Elsa olhou para os pés descalços que balançavam da beira da cama.
“Escuta”, pediu, num tom doce. “Tens de compreender que não é possível saber tudo. Existem certos momentos que, se não os vivermos, são impossíveis de resgatar através dos outros.”
 
“a vida de nada valia por ser um ensaio de si própria, um ensaio para uma peça que estava a acontecer ao mesmo tempo que era ensaiada.” – Milan Kundera.
 
“... É um erro comum, aliás; como é que se costuma dizer por aí? Que o amor liberta? Que a verdade liberta? E o trabalho também liberta o homem? Os filhos-da-puta dos fachos quiseram convencer toda a gente e escreveram-no à entrada de Auchwitz, Arbeit macht hei, e a verdade é que os judeus trabalharam e depois continuaram presos, presos, presos. E, a seguir a isso, mortos”. Bosco inspirou fundo e depois expirou. “Desengana-te: o amor não é senão peso. É a coisa que com mais força nos prende a este mundo. Significa que estamos agarrados às coisas com unhas e dentes; que nos recusamos a deixá-las para trás numa aflição patética. Porque é que te parece que enterramos os mortos? Porque eles carregam consigo o peso da vida: mesmo no leito de morte, o homem quer levar consigo as coisas que ama. É uma patologia que parece não ter fim: mesmo na morte, queremos arrastar conosco aos vivos. Queremos levar o mundo para a cova, arrastar tudo para o Inferno. Somos mortos que não querem morrer, entendes? Mortos que se recusam a aceitar o destino.”
“Que destino é esse?”
O catalão olhou na direção da porta que um vento repentino fez titubear.

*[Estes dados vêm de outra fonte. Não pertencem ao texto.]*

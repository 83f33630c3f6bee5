pub mod access_control;
pub mod integer_overflow;
pub mod reentrancy;

use solbench::detector::{Detector, DetectorRegistry};

/// Returns all built-in detectors, in category order
pub fn all_detectors() -> Vec<Box<dyn Detector>> {
    vec![
        Box::new(integer_overflow::IntegerOverflow),
        Box::new(reentrancy::Reentrancy),
        Box::new(access_control::AccessControl),
    ]
}

/// Registry wired with the built-in heuristics
pub fn default_registry() -> DetectorRegistry {
    DetectorRegistry::new(
        Box::new(integer_overflow::IntegerOverflow),
        Box::new(reentrancy::Reentrancy),
        Box::new(access_control::AccessControl),
    )
}
use solbench::detector::{AnalysisContext, Detector, HeuristicProfile};
use solbench::verdict::VulnCategory;

/// Lexical access-control heuristic. Ownership modifiers and explicit
/// sender checks count as safety; public surface and destructive
/// primitives count as risk.
pub struct AccessControl;

pub const PROFILE: HeuristicProfile = HeuristicProfile {
    risk_patterns: &["public", "external", "selfdestruct", "delegatecall"],
    safety_patterns: &[
        "onlyowner",
        "require(msg.sender ==",
        "require(owner ==",
        "require(_owner ==",
        "access control",
        "ownable",
        "auth",
    ],
    safe_base: 0.75,
    unsafe_base: 0.25,
    complexity_divisor: 3.0,
};

impl Detector for AccessControl {
    fn name(&self) -> &str {
        "access-control"
    }

    fn description(&self) -> &str {
        "Pattern-count heuristic for privileged functions lacking ownership checks"
    }

    fn category(&self) -> VulnCategory {
        VulnCategory::AccessControl
    }

    fn detect(&self, ctx: &mut AnalysisContext<'_>) -> bool {
        PROFILE.evaluate(ctx)
    }
}

#[cfg(test)]
mod tests {
    use super::*;
    use solbench::contract::Contract;
    use solbench::rng::RandomSource;
    use std::path::PathBuf;

    fn safe_rate(source: &str, complexity: f64) -> f64 {
        let trials = 4000;
        let contract = Contract::from_source("test.sol", PathBuf::from("test.sol"), source);
        let mut rng = RandomSource::seeded(31);
        let safe = (0..trials)
            .filter(|_| {
                let mut ctx = AnalysisContext::new(&contract, complexity, &mut rng);
                AccessControl.detect(&mut ctx)
            })
            .count();
        safe as f64 / trials as f64
    }

    #[test]
    fn test_unprotected_setter_mostly_flagged() {
        let source = r#"
            contract Test {
                uint256 public value;
                function setValue(uint256 newValue) public {
                    value = newValue;
                }
            }
        "#;
        let rate = safe_rate(source, 0.0);
        assert!((0.20..=0.30).contains(&rate), "safe rate {rate}");
    }

    #[test]
    fn test_owner_checks_mostly_safe() {
        let source = r#"
            contract Test is Ownable {
                function kill() public onlyOwner {
                    require(msg.sender == owner);
                }
            }
        "#;
        let rate = safe_rate(source, 0.0);
        assert!((0.70..=0.80).contains(&rate), "safe rate {rate}");
    }

    #[test]
    fn test_complexity_discount_is_mild() {
        // base 0.75 discounted by a third at full complexity
        let rate = safe_rate("onlyowner onlyowner", 1.0);
        assert!((0.45..=0.55).contains(&rate), "safe rate {rate}");
    }
}
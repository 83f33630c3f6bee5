use serde::Serialize;

use crate::verdict::{Verdicts, VulnCategory};

/// One analyzed contract: its file name and the three detector verdicts.
#[derive(Debug, Clone, PartialEq, Eq, Serialize)]
pub struct ResultRow {
    pub contract: String,
    #[serde(flatten)]
    pub verdicts: Verdicts,
}

impl ResultRow {
    pub fn new(contract: impl Into<String>, verdicts: Verdicts) -> Self {
        Self {
            contract: contract.into(),
            verdicts,
        }
    }
}

#[derive(Debug, Default, Serialize)]
pub struct FlagCounts {
    pub overflow: usize,
    pub reentrancy: usize,
    pub access_control: usize,
}

/// Ordered per-contract results of one run.
#[derive(Debug, Default, Serialize)]
pub struct ResultTable {
    pub rows: Vec<ResultRow>,
}

impl ResultTable {
    pub fn new(rows: Vec<ResultRow>) -> Self {
        Self { rows }
    }

    pub fn len(&self) -> usize {
        self.rows.len()
    }

    pub fn is_empty(&self) -> bool {
        self.rows.is_empty()
    }

    /// Number of contracts flagged vulnerable, per category.
    pub fn flag_counts(&self) -> FlagCounts {
        let flagged = |category: VulnCategory| {
            self.rows
                .iter()
                .filter(|r| !r.verdicts.get(category))
                .count()
        };
        FlagCounts {
            overflow: flagged(VulnCategory::Overflow),
            reentrancy: flagged(VulnCategory::Reentrancy),
            access_control: flagged(VulnCategory::AccessControl),
        }
    }
}

impl From<Vec<ResultRow>> for ResultTable {
    fn from(rows: Vec<ResultRow>) -> Self {
        Self::new(rows)
    }
}

#[cfg(test)]
mod tests {
    use super::*;

    #[test]
    fn test_flag_counts() {
        let table = ResultTable::new(vec![
            ResultRow::new("a.sol", Verdicts::new(true, true, true)),
            ResultRow::new("b.sol", Verdicts::new(false, true, false)),
            ResultRow::new("c.sol", Verdicts::new(false, false, true)),
        ]);
        let counts = table.flag_counts();
        assert_eq!(counts.overflow, 2);
        assert_eq!(counts.reentrancy, 1);
        assert_eq!(counts.access_control, 1);
    }

    #[test]
    fn test_row_json_is_flat() {
        let row = ResultRow::new("a.sol", Verdicts::new(true, false, true));
        let json = serde_json::to_value(&row).unwrap();
        assert_eq!(json["contract"], "a.sol");
        assert_eq!(json["reentrancy_safe"], false);
    }
}
use std::fs;
use std::path::{Path, PathBuf};
use std::process::Command;

use solbench::config::Config;
use solbench::contract::{Contract, CorpusGenerator};
use solbench::ground_truth::GroundTruth;
use solbench::report::ResultTable;
use solbench::rng::RandomSource;
use solbench::verdict::VulnCategory;
use solbench::AnalysisPipeline;
use solbench_detectors::default_registry;
use tempfile::TempDir;

const TRIALS: usize = 1000;

/// Fraction of trials in which each category was judged safe.
fn safe_rates(name: &str, source: &str, seed: u64) -> [f64; 3] {
    let contract = Contract::from_source(name, PathBuf::from(name), source);
    let registry = default_registry();
    let mut rng = RandomSource::seeded(seed);
    let mut safe = [0usize; 3];
    for _ in 0..TRIALS {
        let verdicts = registry.run_all(&contract, &mut rng);
        for (i, category) in VulnCategory::ALL.into_iter().enumerate() {
            if verdicts.get(category) {
                safe[i] += 1;
            }
        }
    }
    safe.map(|n| n as f64 / TRIALS as f64)
}

fn test_config(root: &Path, min_contracts: usize) -> Config {
    let mut config = Config::default();
    config.corpus.directory = root.join("benchmarks");
    config.corpus.min_contracts = min_contracts;
    config.ground_truth.path = root.join("ground_truth.json");
    config.output.results_dir = root.join("results");
    config
}

#[test]
fn test_vulnerable_contract_mostly_flagged() {
    let source = include_str!("fixtures/vulnerable_bank.sol");
    let rates = safe_rates("vulnerable_bank.sol", source, 11);
    for (category, rate) in VulnCategory::ALL.iter().zip(rates) {
        assert!(rate < 0.4, "{category} judged safe at rate {rate}");
    }
}

#[test]
fn test_safe_contract_mostly_passes() {
    let source = include_str!("fixtures/safe_vault.sol");
    let rates = safe_rates("safe_vault.sol", source, 12);
    for (category, rate) in VulnCategory::ALL.iter().zip(rates) {
        assert!(rate > 0.6, "{category} judged safe at rate {rate}");
    }
}

#[test]
fn test_pipeline_over_generated_corpus() {
    let dir = TempDir::new().unwrap();
    let config = test_config(dir.path(), 8);
    let corpus = config.corpus.directory.clone();
    CorpusGenerator::new(&corpus, "0.8.0").generate(8).unwrap();

    let mut pipeline = AnalysisPipeline::new(config, default_registry(), RandomSource::seeded(5));
    let rows = pipeline.run(&corpus, None).unwrap();

    assert_eq!(rows.len(), 8);
    assert_eq!(pipeline.matrix().total(), 24);

    let truth = GroundTruth::load(&dir.path().join("ground_truth.json")).unwrap();
    assert_eq!(truth.len(), 8);
    assert!(truth.contains("benchmark_1.sol"));

    let metrics = pipeline.compute_metrics(Some(rows.as_slice()));
    let report = metrics.report().expect("metrics computed");
    assert_eq!(report.total_checks, 24);
    assert!((0.0..=1.0).contains(&report.accuracy));
}

#[test]
fn test_seeded_runs_reproducible() {
    let run = |seed: u64| {
        let dir = TempDir::new().unwrap();
        let config = test_config(dir.path(), 6);
        let corpus = config.corpus.directory.clone();
        CorpusGenerator::new(&corpus, "0.8.0").generate(6).unwrap();
        let mut pipeline =
            AnalysisPipeline::new(config, default_registry(), RandomSource::seeded(seed));
        let rows = pipeline.run(&corpus, None).unwrap();
        let metrics = pipeline.compute_metrics(Some(rows.as_slice()));
        (rows, metrics)
    };

    let (rows_a, metrics_a) = run(77);
    let (rows_b, metrics_b) = run(77);
    assert_eq!(rows_a, rows_b);
    assert_eq!(metrics_a, metrics_b);
}

fn write_config_file(root: &Path) -> PathBuf {
    let path = root.join("solbench.toml");
    let toml = format!(
        r#"
[corpus]
directory = '{}'
min_contracts = 8

[ground_truth]
path = '{}'

[output]
results_dir = '{}'
"#,
        root.join("benchmarks").display(),
        root.join("ground_truth.json").display(),
        root.join("results").display(),
    );
    fs::write(&path, toml).unwrap();
    path
}

#[test]
fn test_cli_run_then_metrics() {
    let dir = TempDir::new().unwrap();
    let config = write_config_file(dir.path());

    let output = Command::new(env!("CARGO_BIN_EXE_solbench"))
        .current_dir(dir.path())
        .args(["run", "--config"])
        .arg(&config)
        .args(["--seed", "42", "--format", "json", "--no-color"])
        .output()
        .unwrap();
    assert!(
        output.status.success(),
        "run failed: {}",
        String::from_utf8_lossy(&output.stderr)
    );

    let summary: serde_json::Value = serde_json::from_slice(&output.stdout).unwrap();
    assert_eq!(summary["contracts_analyzed"], 8);
    assert_eq!(summary["metrics"]["total_checks"], 24);

    let results = dir.path().join("results").join("analysis_results.csv");
    let table = ResultTable::read_csv(&results).unwrap();
    assert_eq!(table.len(), 8);

    let saved: serde_json::Value =
        serde_json::from_str(&fs::read_to_string(dir.path().join("results").join("metrics.json")).unwrap())
            .unwrap();
    assert_eq!(saved, summary["metrics"]);

    let output = Command::new(env!("CARGO_BIN_EXE_solbench"))
        .current_dir(dir.path())
        .args(["metrics", "--results"])
        .arg(&results)
        .arg("--config")
        .arg(&config)
        .output()
        .unwrap();
    assert!(output.status.success());
    let recomputed: serde_json::Value = serde_json::from_slice(&output.stdout).unwrap();
    assert_eq!(recomputed, saved);
}

#[test]
fn test_cli_list() {
    let output = Command::new(env!("CARGO_BIN_EXE_solbench"))
        .arg("list")
        .output()
        .unwrap();
    assert!(output.status.success());
    let stdout = String::from_utf8_lossy(&output.stdout);
    for name in ["integer-overflow", "reentrancy", "access-control"] {
        assert!(stdout.contains(name), "{name} missing from list output");
    }
    assert!(stdout.contains("Total: 3 detectors"));
}
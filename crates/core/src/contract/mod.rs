pub mod corpus;
pub mod loader;
pub mod types;

pub use corpus::CorpusGenerator;
pub use loader::{count_contracts, discover_contracts};
pub use types::Contract;
pub mod context;
pub mod heuristic;
pub mod registry;
pub mod traits;

pub use context::AnalysisContext;
pub use heuristic::HeuristicProfile;
pub use registry::DetectorRegistry;
pub use traits::Detector;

“Sermos leveza ao invés de peso”, disse.
“Como os balões chineses. Insuflamos, expandimo-nos, subimos ao céu e, depois, desaparecemos para sempre. Não há dois balões iguais. Cada um só sobe uma vez, só faz uma viagem e, sendo assim, cada balão é único. O nosso propósito sempre foi esse sermos leveza. Somos únicos. Invadirmos gloriosamente os céus com a nossa chama. Não temeremos a morte”.